In the material below, find the line containing "pub mod date;" and the line containing "pub const BUCKET_AVATARS: &str", then reproduce exactly both of them and every line between, and nothing else.
┌─ Material provided
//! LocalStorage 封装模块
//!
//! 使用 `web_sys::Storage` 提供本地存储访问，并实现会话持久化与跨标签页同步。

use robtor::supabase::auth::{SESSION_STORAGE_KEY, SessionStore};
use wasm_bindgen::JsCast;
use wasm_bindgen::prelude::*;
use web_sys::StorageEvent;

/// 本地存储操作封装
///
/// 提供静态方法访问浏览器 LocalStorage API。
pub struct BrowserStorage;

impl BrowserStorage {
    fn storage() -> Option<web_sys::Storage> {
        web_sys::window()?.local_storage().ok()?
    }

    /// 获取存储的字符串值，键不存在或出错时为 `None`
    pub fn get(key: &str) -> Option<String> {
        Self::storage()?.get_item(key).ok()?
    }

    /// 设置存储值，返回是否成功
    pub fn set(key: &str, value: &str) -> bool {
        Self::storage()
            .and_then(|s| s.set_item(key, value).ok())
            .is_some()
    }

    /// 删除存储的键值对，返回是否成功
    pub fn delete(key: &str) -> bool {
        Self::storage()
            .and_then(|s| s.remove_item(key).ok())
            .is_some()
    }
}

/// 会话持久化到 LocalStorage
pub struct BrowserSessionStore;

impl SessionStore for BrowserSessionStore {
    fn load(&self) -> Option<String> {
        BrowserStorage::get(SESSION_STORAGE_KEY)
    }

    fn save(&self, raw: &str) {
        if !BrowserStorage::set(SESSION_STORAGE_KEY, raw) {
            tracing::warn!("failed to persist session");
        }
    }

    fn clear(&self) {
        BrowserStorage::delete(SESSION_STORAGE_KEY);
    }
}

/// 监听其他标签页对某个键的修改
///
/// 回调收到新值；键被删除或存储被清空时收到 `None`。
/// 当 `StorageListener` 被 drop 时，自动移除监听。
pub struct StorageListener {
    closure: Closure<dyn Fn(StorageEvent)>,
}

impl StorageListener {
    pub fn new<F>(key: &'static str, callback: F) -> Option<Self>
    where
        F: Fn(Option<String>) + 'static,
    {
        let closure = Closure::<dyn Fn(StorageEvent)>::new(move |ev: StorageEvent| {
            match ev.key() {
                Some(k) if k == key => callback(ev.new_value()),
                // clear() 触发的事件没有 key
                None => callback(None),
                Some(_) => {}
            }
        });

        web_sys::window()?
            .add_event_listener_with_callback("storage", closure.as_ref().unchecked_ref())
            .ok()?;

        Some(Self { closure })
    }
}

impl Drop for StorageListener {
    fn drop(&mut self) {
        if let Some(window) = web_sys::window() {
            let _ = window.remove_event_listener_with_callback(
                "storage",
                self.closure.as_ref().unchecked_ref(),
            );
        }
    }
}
└─
┌─ Material provided
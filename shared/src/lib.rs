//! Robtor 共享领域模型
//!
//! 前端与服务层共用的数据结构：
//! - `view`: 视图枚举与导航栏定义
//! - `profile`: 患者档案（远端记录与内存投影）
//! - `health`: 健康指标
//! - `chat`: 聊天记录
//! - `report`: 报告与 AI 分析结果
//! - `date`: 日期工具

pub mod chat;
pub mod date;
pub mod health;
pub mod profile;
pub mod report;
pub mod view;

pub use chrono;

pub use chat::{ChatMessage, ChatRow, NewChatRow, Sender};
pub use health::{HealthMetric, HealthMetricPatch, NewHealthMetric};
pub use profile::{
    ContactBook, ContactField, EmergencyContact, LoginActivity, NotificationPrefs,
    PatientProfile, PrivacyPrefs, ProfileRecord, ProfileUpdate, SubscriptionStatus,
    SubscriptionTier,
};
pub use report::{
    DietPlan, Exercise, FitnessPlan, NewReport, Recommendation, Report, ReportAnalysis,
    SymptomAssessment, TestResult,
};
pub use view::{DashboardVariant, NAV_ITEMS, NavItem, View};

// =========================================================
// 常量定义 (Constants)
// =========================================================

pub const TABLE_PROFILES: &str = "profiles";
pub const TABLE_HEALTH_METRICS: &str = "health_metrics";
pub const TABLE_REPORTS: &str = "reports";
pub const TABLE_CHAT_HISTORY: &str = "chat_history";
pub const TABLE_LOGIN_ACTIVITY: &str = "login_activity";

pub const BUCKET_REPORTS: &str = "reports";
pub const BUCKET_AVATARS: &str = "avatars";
└─
┌─ Material provided
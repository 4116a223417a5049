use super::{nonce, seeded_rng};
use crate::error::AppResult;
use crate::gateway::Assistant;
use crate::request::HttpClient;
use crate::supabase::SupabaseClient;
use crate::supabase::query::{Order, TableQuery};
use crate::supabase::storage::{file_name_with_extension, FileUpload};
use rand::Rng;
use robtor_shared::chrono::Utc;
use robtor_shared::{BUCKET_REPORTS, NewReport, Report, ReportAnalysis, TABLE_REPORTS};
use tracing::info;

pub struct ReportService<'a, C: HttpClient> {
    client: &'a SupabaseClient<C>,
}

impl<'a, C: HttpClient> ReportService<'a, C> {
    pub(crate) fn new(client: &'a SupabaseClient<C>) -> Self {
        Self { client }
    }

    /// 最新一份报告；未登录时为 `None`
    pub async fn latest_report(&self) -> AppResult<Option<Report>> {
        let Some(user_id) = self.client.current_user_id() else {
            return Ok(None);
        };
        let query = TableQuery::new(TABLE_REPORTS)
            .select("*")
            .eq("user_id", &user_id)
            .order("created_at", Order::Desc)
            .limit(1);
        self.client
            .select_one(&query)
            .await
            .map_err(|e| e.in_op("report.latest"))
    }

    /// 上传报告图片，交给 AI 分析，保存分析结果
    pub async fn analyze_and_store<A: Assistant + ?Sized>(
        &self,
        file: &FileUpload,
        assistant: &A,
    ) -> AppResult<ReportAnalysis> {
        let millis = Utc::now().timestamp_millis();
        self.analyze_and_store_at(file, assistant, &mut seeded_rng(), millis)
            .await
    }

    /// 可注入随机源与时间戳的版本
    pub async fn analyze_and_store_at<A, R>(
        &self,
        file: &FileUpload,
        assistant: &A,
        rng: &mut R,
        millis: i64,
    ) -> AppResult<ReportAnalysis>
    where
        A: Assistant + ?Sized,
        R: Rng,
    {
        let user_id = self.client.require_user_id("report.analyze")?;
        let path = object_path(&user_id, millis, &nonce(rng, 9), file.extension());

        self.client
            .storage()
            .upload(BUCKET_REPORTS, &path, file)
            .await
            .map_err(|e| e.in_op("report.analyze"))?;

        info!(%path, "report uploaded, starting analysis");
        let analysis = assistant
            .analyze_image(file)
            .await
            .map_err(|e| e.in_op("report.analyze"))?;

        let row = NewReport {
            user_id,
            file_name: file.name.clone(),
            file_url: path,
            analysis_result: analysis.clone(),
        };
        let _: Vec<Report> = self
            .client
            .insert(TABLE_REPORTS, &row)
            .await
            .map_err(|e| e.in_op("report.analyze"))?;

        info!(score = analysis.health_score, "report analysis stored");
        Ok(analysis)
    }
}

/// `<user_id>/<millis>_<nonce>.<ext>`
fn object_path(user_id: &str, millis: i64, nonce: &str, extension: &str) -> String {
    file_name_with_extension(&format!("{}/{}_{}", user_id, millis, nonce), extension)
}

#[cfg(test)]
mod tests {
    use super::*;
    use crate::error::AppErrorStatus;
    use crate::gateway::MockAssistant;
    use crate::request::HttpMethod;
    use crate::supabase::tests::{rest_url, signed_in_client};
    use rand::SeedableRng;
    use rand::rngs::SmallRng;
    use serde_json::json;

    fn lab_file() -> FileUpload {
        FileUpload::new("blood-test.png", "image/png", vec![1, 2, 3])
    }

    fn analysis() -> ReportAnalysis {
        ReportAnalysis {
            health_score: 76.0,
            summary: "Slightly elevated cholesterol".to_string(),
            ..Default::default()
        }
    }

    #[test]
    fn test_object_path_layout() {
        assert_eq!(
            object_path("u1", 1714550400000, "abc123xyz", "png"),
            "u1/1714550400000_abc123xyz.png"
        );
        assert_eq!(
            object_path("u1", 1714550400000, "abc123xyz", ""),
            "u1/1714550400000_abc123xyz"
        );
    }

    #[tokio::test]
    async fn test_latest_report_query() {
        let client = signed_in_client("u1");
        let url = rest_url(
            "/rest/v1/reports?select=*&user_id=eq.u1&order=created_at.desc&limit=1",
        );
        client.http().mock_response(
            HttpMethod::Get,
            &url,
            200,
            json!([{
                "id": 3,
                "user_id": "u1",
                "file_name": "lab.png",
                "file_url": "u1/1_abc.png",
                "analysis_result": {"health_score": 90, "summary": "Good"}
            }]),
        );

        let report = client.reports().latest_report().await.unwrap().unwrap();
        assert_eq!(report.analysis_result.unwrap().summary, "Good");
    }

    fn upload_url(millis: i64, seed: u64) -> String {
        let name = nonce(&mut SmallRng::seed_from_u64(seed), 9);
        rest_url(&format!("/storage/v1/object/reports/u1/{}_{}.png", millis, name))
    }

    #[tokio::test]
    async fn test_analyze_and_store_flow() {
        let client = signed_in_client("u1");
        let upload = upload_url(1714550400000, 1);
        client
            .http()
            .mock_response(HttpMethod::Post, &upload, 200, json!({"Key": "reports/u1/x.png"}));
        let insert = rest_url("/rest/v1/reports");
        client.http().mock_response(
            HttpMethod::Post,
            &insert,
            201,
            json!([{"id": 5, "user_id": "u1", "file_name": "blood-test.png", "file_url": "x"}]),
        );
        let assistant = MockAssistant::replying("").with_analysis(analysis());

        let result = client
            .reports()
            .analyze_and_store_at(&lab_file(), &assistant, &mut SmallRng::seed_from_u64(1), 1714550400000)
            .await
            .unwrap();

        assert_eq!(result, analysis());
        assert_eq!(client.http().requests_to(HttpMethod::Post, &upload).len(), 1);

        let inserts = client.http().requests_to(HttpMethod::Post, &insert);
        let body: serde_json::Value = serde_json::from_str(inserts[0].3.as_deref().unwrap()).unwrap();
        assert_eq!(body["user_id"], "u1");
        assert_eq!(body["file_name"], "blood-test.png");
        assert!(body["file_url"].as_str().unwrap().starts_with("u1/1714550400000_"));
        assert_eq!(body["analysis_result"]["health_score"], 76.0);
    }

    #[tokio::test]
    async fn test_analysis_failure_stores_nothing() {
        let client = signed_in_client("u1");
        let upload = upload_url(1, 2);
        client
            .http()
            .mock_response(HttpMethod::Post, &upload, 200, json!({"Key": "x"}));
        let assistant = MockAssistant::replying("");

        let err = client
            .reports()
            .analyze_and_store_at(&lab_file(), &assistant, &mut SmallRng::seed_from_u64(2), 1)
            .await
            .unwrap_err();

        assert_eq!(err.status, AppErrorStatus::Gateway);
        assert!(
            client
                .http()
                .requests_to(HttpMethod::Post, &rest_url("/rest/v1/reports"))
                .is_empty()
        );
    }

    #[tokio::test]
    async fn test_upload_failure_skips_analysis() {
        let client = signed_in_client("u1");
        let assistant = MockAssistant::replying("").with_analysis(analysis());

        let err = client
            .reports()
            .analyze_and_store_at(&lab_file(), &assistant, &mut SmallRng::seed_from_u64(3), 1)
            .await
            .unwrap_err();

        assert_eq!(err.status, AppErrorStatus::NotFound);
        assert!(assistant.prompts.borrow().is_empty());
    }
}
└─
* Written reply *
pub mod date;
pub mod health;
pub mod profile;
pub mod report;
pub mod view;

pub use chrono;

pub use chat::{ChatMessage, ChatRow, NewChatRow, Sender};
pub use health::{HealthMetric, HealthMetricPatch, NewHealthMetric};
pub use profile::{
    ContactBook, ContactField, EmergencyContact, LoginActivity, NotificationPrefs,
    PatientProfile, PrivacyPrefs, ProfileRecord, ProfileUpdate, SubscriptionStatus,
    SubscriptionTier,
};
pub use report::{
    DietPlan, Exercise, FitnessPlan, NewReport, Recommendation, Report, ReportAnalysis,
    SymptomAssessment, TestResult,
};
pub use view::{DashboardVariant, NAV_ITEMS, NavItem, View};

// =========================================================
// 常量定义 (Constants)
// =========================================================

pub const TABLE_PROFILES: &str = "profiles";
pub const TABLE_HEALTH_METRICS: &str = "health_metrics";
pub const TABLE_REPORTS: &str = "reports";
pub const TABLE_CHAT_HISTORY: &str = "chat_history";
pub const TABLE_LOGIN_ACTIVITY: &str = "login_activity";

pub const BUCKET_REPORTS: &str = "reports";
pub const BUCKET_AVATARS: &str = "avatars";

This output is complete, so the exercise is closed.